Confesso che ho studiato, che ho speso molta parte della mia giovinezza a leggere libri, a fare esercizi, a riflettere su quanto imparavo. Senza rinunciare al divertimento e agli amici, allo sport, senza rinunciare a un po’ di impegno politico, ho capito per esperienza, prima ancora di conoscerle, le parole che Gramsci scriveva nel 1932 dal carcere: “Occorre persuadere molta gente che anche lo studio è un mestiere, e molto faticoso, con un suo speciale tirocinio, oltre che intellettuale, anche muscolare-nervoso: è un processo di adattamento, è un abito acquisito con lo sforzo, la noia e anche la sofferenza”. Una gran fatica (e un grande investimento e sforzo della mia famiglia), ma premiata dal piacere incomparabile della scoperta, della conoscenza, di una dignità conquistata. 
Confesso che ho studiato anche perché credevo che la conoscenza fosse, com'era sempre stata, un mezzo di promozione sociale, sia per la possibilità che offre di inserirsi più facilmente nel mondo del lavoro, sia perché la cultura è libertà, libertà dai condizionamenti palesi e occulti, libertà di criticare con cognizione di causa, libertà del dubbio. Più si conosce e più ci si accorge di non sapere. Ciò spinge a voler conoscere di più (la cultura è curiosità), ma anche alla critica di ogni verità precostituita, basata sull'autorità o il potere di qualcuno (umano o celeste che sia) o sulla sua diffusione nella società. 
Confesso che ho studiato e mi accorgo che in parte ho vissuto di illusioni. Confesso di sentirmi sempre più estraneo in un paese dove non si premia il merito ma la fedeltà a un potente, un paese popolato di ignoranti vincenti che impongono i loro modelli fatti di soldi, sesso e successo, dove non si investe più in ricerca e istruzione, dove i dati di fatto sono considerati come opinioni alla stregua delle false speranze, dei sogni, delle bufale, scientifiche oppure no, propalati attraverso ogni mezzo di comunicazione, dove un idiota sicuro di sé (come lo sono gli idioti) ha più ascolto e considerazione sociale di un ingegno dubbioso, di uno che esige da sé e dagli altri onestà intellettuale. 

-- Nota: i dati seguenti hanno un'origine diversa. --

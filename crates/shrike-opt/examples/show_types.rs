//! Demo: show the annotations produced by type inference.

use shrike_ir::instruction::{BinaryOp, InstKind};
use shrike_ir::module::{Terminator, ValueId};
use shrike_ir::ModuleBuilder;
use shrike_opt::TypeInference;

fn main() -> anyhow::Result<()> {
    // Roughly:
    //
    //   function add(a, b) { return a + b; }
    //   add(1, 2);
    //   add(3, "four");
    let mut b = ModuleBuilder::new();

    let main_fn = b.create_function("main");
    b.mark_global_scope(main_fn);
    let add_fn = b.create_function("add");
    let p0 = b.add_param(add_fn, "a");
    let p1 = b.add_param(add_fn, "b");

    let entry = b.append_block(main_fn);
    let closure = b.emit(main_fn, entry, InstKind::CreateFunction { func: add_fn });
    let one = b.number(1.0);
    let two = b.number(2.0);
    let three = b.number(3.0);
    let four = b.string("four");
    let first = b.emit(
        main_fn,
        entry,
        InstKind::Call {
            callee: ValueId::Inst(closure),
            args: vec![one, two],
        },
    );
    let _second = b.emit(
        main_fn,
        entry,
        InstKind::Call {
            callee: ValueId::Inst(closure),
            args: vec![three, four],
        },
    );
    b.set_terminator(
        main_fn,
        entry,
        Terminator::Return {
            value: ValueId::Inst(first),
        },
    );

    let add_entry = b.append_block(add_fn);
    let a = b.emit(add_fn, add_entry, InstKind::LoadParam { param: p0 });
    let b_val = b.emit(add_fn, add_entry, InstKind::LoadParam { param: p1 });
    let sum = b.emit(
        add_fn,
        add_entry,
        InstKind::Binary {
            op: BinaryOp::Add,
            lhs: ValueId::Inst(a),
            rhs: ValueId::Inst(b_val),
        },
    );
    b.set_terminator(
        add_fn,
        add_entry,
        Terminator::Return {
            value: ValueId::Inst(sum),
        },
    );

    let mut module = b.build();
    module.verify()?;

    let mut pass = TypeInference::new();
    pass.run_to_fixpoint(&mut module, 10);

    println!("=== Type Inference Results ===\n");
    for f in module.func_ids() {
        let func = module.function(f);
        println!("Function: {}", func.name);
        println!("{}", "-".repeat(40));
        for &p in &func.params {
            println!("  param {}: {}", module.param_name(p), module.value_type(p.into()));
        }
        for (bi, block) in func.blocks.iter().enumerate() {
            println!("  block {}:", bi);
            for &i in &block.insts {
                println!("    {:<24} {}", module.kind(i).name(), module.inst_type(i));
            }
        }
        println!("  return type: {}\n", module.func_type(f));
    }
    println!("stats: {}", serde_json::to_string_pretty(pass.stats())?);

    Ok(())
}
//! Builder for constructing IR modules.
//!
//! Earlier pipeline stages (and tests) assemble IR through [`ModuleBuilder`].
//! Emission assigns each instruction its construction-time annotation: the
//! opcode's inherent type when it has one, otherwise `any()`. Passes that
//! know better (or tests reproducing a pipeline state) override annotations
//! with [`ModuleBuilder::set_type`].

use std::collections::HashMap;

use crate::instruction::InstKind;
use crate::module::{
    BasicBlock, BlockId, FuncId, Function, InstData, InstId, LitId, Literal, Module, ParamData,
    ParamId, Terminator, ValueId, VarData, VarId,
};
use crate::types::Type;

/// Interning key for literals. Numbers are keyed by their bit pattern so
/// `-0.0` and `0.0` stay distinct and `NaN` is equal to itself.
#[derive(PartialEq, Eq, Hash)]
enum LitKey {
    Undefined,
    Null,
    Bool(bool),
    Number(u64),
    String(String),
    BigInt(String),
}

impl LitKey {
    fn of(lit: &Literal) -> LitKey {
        match lit {
            Literal::Undefined => LitKey::Undefined,
            Literal::Null => LitKey::Null,
            Literal::Bool(b) => LitKey::Bool(*b),
            Literal::Number(n) => LitKey::Number(n.to_bits()),
            Literal::String(s) => LitKey::String(s.clone()),
            Literal::BigInt(s) => LitKey::BigInt(s.clone()),
        }
    }
}

#[derive(Default)]
pub struct ModuleBuilder {
    module: Module,
    interned: HashMap<LitKey, LitId>,
}

impl ModuleBuilder {
    pub fn new() -> ModuleBuilder {
        ModuleBuilder::default()
    }

    /// Create an empty function. Blocks, parameters and variables are added
    /// separately.
    pub fn create_function(&mut self, name: &str) -> FuncId {
        let id = FuncId(self.module.functions.len() as u32);
        self.module.functions.push(Function {
            name: name.to_string(),
            params: Vec::new(),
            variables: Vec::new(),
            blocks: Vec::new(),
            is_generator_inner: false,
            is_global_scope: false,
            ty: Type::any(),
        });
        id
    }

    /// Mark a function as the module's top level. Its call sites are by
    /// definition not all visible in the module.
    pub fn mark_global_scope(&mut self, f: FuncId) {
        self.module.functions[f.0 as usize].is_global_scope = true;
    }

    /// Mark a function as the inner function of a generator.
    pub fn mark_generator_inner(&mut self, f: FuncId) {
        self.module.functions[f.0 as usize].is_generator_inner = true;
    }

    pub fn add_param(&mut self, f: FuncId, name: &str) -> ParamId {
        let id = ParamId(self.module.params.len() as u32);
        self.module.params.push(ParamData {
            name: name.to_string(),
            ty: Type::any(),
        });
        self.module.functions[f.0 as usize].params.push(id);
        id
    }

    pub fn add_variable(&mut self, f: FuncId, name: &str) -> VarId {
        let id = VarId(self.module.vars.len() as u32);
        self.module.vars.push(VarData {
            name: name.to_string(),
            ty: Type::any(),
        });
        self.module.functions[f.0 as usize].variables.push(id);
        id
    }

    /// Append a new block to a function. The terminator starts out as
    /// `Unreachable` until [`ModuleBuilder::set_terminator`] replaces it.
    pub fn append_block(&mut self, f: FuncId) -> BlockId {
        let func = &mut self.module.functions[f.0 as usize];
        let id = BlockId(func.blocks.len() as u32);
        func.blocks.push(BasicBlock {
            insts: Vec::new(),
            terminator: Terminator::Unreachable,
        });
        id
    }

    /// Emit an instruction at the end of a block.
    pub fn emit(&mut self, f: FuncId, b: BlockId, kind: InstKind) -> InstId {
        let ty = kind.inherent_type().unwrap_or(Type::any());
        let ty = if kind.has_output() { ty } else { Type::none() };
        let id = InstId(self.module.insts.len() as u32);
        self.module.insts.push(InstData { kind, ty });
        self.module.functions[f.0 as usize].blocks[b.0 as usize]
            .insts
            .push(id);
        id
    }

    pub fn set_terminator(&mut self, f: FuncId, b: BlockId, term: Terminator) {
        self.module.functions[f.0 as usize].blocks[b.0 as usize].terminator = term;
    }

    /// Append an incoming entry to a PHI. Loop back edges carry values
    /// emitted after the PHI, so those entries are added once the value
    /// exists.
    pub fn add_phi_entry(&mut self, phi: InstId, value: impl Into<ValueId>, from: BlockId) {
        match &mut self.module.insts[phi.0 as usize].kind {
            InstKind::Phi { entries } => entries.push((value.into(), from)),
            other => panic!("add_phi_entry on {}", other.name()),
        }
    }

    /// Override a value's construction-time annotation.
    pub fn set_type(&mut self, v: impl Into<ValueId>, ty: Type) {
        self.module.set_value_type(v.into(), ty);
    }

    pub fn undefined(&mut self) -> ValueId {
        self.literal(Literal::Undefined)
    }

    pub fn null(&mut self) -> ValueId {
        self.literal(Literal::Null)
    }

    pub fn bool(&mut self, value: bool) -> ValueId {
        self.literal(Literal::Bool(value))
    }

    pub fn number(&mut self, value: f64) -> ValueId {
        self.literal(Literal::Number(value))
    }

    pub fn string(&mut self, value: &str) -> ValueId {
        self.literal(Literal::String(value.to_string()))
    }

    pub fn bigint(&mut self, digits: &str) -> ValueId {
        self.literal(Literal::BigInt(digits.to_string()))
    }

    /// Intern a literal: equal literals share one id, so id equality is
    /// value equality (property names in particular).
    pub fn literal(&mut self, lit: Literal) -> ValueId {
        let key = LitKey::of(&lit);
        let literals = &mut self.module.literals;
        let id = *self.interned.entry(key).or_insert_with(|| {
            let id = LitId(literals.len() as u32);
            literals.push(lit);
            id
        });
        ValueId::Literal(id)
    }

    /// Intern a string literal and return its id, for use as a property
    /// name or switch case.
    pub fn string_id(&mut self, value: &str) -> LitId {
        match self.string(value) {
            ValueId::Literal(id) => id,
            _ => unreachable!(),
        }
    }

    pub fn module(&self) -> &Module {
        &self.module
    }

    pub fn build(self) -> Module {
        self.module
    }
}
impl TypeInference {
    pub fn new() -> TypeInference {
        TypeInference {
            stats: TypeInferenceStats::default(),
            pre_pass: FnvHashMap::default(),
            unique_loads: FnvHashSet::default(),
        }
    }

    pub fn stats(&self) -> &TypeInferenceStats {
        &self.stats
    }

    /// Run type inference on every function in the module. Returns whether
    /// any annotation ended up different from its pre-pass value.
    pub fn run_on_module(&mut self, module: &mut Module) -> bool {
        debug!("start type inference on module");
        let uses = UseMap::build(module);
        let funcs: Vec<FuncId> = module.func_ids().collect();
        let mut changed = false;
        for func in funcs {
            let cgp = SimpleCallGraphProvider::for_function(module, &uses, func);
            changed |= self.run_on_function(module, &uses, &cgp, func);
        }
        changed
    }

    /// Re-run the module pass until nothing moves, letting interprocedural
    /// information propagate between functions. Returns `true` when a run
    /// reported no change within `max_passes`.
    pub fn run_to_fixpoint(&mut self, module: &mut Module, max_passes: usize) -> bool {
        for _ in 0..max_passes {
            if !self.run_on_module(module) {
                return true;
            }
        }
        false
    }

    fn run_on_function(
        &mut self,
        module: &mut Module,
        uses: &UseMap,
        cgp: &impl CallGraphProvider,
        func: FuncId,
    ) -> bool {
        debug!(function = %module.function(func).name, "start type inference");

        self.pre_pass.clear();
        self.unique_loads.clear();
        self.clear_types_in_function(module, func);

        // Parameter types depend on call sites in other functions, which
        // the local loop cannot change; seed them once up front.
        self.infer_params(module, cgp, func);

        let order = module.inst_order(func);
        let variables = module.function(func).variables.clone();

        // Instruction types feed variable types, typed variables feed the
        // loads reading them; iterate the three inferences to convergence.
        let mut iterations = 0;
        loop {
            iterations += 1;
            let mut local_changed = false;
            for &inst in &order {
                local_changed |= self.infer_instruction(module, uses, cgp, inst);
            }
            local_changed |= infer_function_return_type(module, func);
            for &var in &variables {
                local_changed |= infer_memory_type(module, uses, ValueId::Var(var));
            }
            if !local_changed {
                break;
            }
            if iterations >= MAX_ITERATIONS {
                debug!(
                    function = %module.function(func).name,
                    "fixpoint iteration bound hit"
                );
                break;
            }
        }
        self.stats.max_fixpoint_iterations = self.stats.max_fixpoint_iterations.max(iterations);

        // The monotonicity guard: no annotation may end up wider than it
        // started. Intersecting inside the loop instead could oscillate, so
        // it happens once, here.
        let mut changed = false;
        for &inst in &order {
            if self.check_and_set_pre_pass_type(module, ValueId::Inst(inst)) {
                self.stats.num_type_inferred += 1;
                changed = true;
            }
        }
        changed |= self.check_and_set_pre_pass_type(module, ValueId::Func(func));
        let params = module.function(func).params.clone();
        for param in params {
            changed |= self.check_and_set_pre_pass_type(module, ValueId::Param(param));
        }
        for &var in &variables {
            changed |= self.check_and_set_pre_pass_type(module, ValueId::Var(var));
        }

        self.stats.unique_property_value += self.unique_loads.len();

        if cfg!(debug_assertions) {
            for &inst in &order {
                debug_assert!(
                    module.inst_type(inst).is_no_type() != module.kind(inst).has_output(),
                    "instructions are NoType iff they have no output: {}",
                    module.kind(inst).name()
                );
            }
        }

        changed
    }

    /// Record every annotation in the function and reset it: instructions
    /// fall back to their inherent type (or NoType), parameters, variables
    /// and the return channel to NoType.
    fn clear_types_in_function(&mut self, module: &mut Module, func: FuncId) {
        for inst in module.inst_order(func) {
            self.pre_pass
                .insert(ValueId::Inst(inst), module.inst_type(inst));
            let cleared = module.kind(inst).inherent_type().unwrap_or(Type::none());
            module.set_inst_type(inst, cleared);
        }
        let function = module.function(func);
        let params = function.params.clone();
        let variables = function.variables.clone();
        for param in params {
            let value = ValueId::Param(param);
            self.pre_pass.insert(value, module.value_type(value));
            module.set_value_type(value, Type::none());
        }
        for var in variables {
            let value = ValueId::Var(var);
            self.pre_pass.insert(value, module.value_type(value));
            module.set_value_type(value, Type::none());
        }
        self.pre_pass
            .insert(ValueId::Func(func), module.func_type(func));
        module.set_func_type(func, Type::none());
    }

    /// Propagate actuals to formals when the full set of call sites is
    /// known; otherwise every formal becomes `any()`.
    fn infer_params(&self, module: &mut Module, cgp: &impl CallGraphProvider, func: FuncId) {
        let params = module.function(func).params.clone();
        if cgp.has_unknown_callsites(func) {
            debug!(
                function = %module.function(func).name,
                "unknown call sites, parameters become any"
            );
            for param in params {
                module.set_value_type(ValueId::Param(param), Type::any());
            }
            return;
        }

        let callsites = cgp.known_callsites(func).to_vec();
        debug!(
            function = %module.function(func).name,
            callsites = callsites.len(),
            "propagating actuals to formals"
        );
        for (index, param) in params.into_iter().enumerate() {
            let mut ty = Type::none();
            let mut first = true;
            for &site in &callsites {
                let arg_ty = call_argument_type(module, site, index);
                if first {
                    ty = arg_ty;
                    first = false;
                } else {
                    ty = ty.union(arg_ty);
                }
            }
            if first {
                // No call sites at all: nothing to learn from.
                module.set_value_type(ValueId::Param(param), Type::any());
            } else {
                trace!(param = module.param_name(param), %ty, "parameter type");
                module.set_value_type(ValueId::Param(param), ty);
            }
        }
    }

    /// Infer one instruction. Returns true when another sweep is needed:
    /// either the type changed, or an operand is still untyped and the
    /// result could not be computed yet.
    fn infer_instruction(
        &mut self,
        module: &mut Module,
        uses: &UseMap,
        cgp: &impl CallGraphProvider,
        inst: InstId,
    ) -> bool {
        // PHIs may legitimately see NoType operands mid-iteration (a loop
        // feeds the PHI its own downstream value), so they bypass the
        // operand check below and resolve over their non-PHI inputs.
        if matches!(module.kind(inst), InstKind::Phi { .. }) {
            return infer_phi(module, inst);
        }

        for op in module.kind(inst).operands() {
            if module.value_type(op).is_no_type() {
                trace!(inst = module.kind(inst).name(), "operand not yet inferred");
                return true;
            }
        }

        let original = module.inst_type(inst);
        let inferred = self.dispatch(module, uses, cgp, inst);
        if inferred == original {
            return false;
        }
        trace!(
            inst = module.kind(inst).name(),
            from = %original,
            to = %inferred,
            "inferred"
        );
        module.set_inst_type(inst, inferred);
        true
    }

    /// Intersect a value's annotation with its pre-pass type. Returns
    /// whether the final annotation differs from the pre-pass one.
    fn check_and_set_pre_pass_type(&mut self, module: &mut Module, value: ValueId) -> bool {
        let Some(&pre) = self.pre_pass.get(&value) else {
            return false;
        };
        let current = module.value_type(value);
        if current == pre {
            return false;
        }
        let narrowed = pre.intersect(current);
        trace!(from = %current, to = %narrowed, "narrowing to pre-pass envelope");
        module.set_value_type(value, narrowed);
        narrowed != pre
    }
}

Confesso che ho studiato e sono stanco di dovermi confrontare con cafoni ignoranti in molte situazioni sociali (in posta, a scuola, sul treno, ecc.), sono stanco che la fatica e i soldi investiti per decenni alla fine valgano così poco. Se fossi giovane me ne andrei all'estero, o farei la rivoluzione, finalmente. Ma ho 57 anni e crescono solo la sfiducia e il disincanto. 
Confesso che ho studiato e mi ritrovo cinico e misantropo.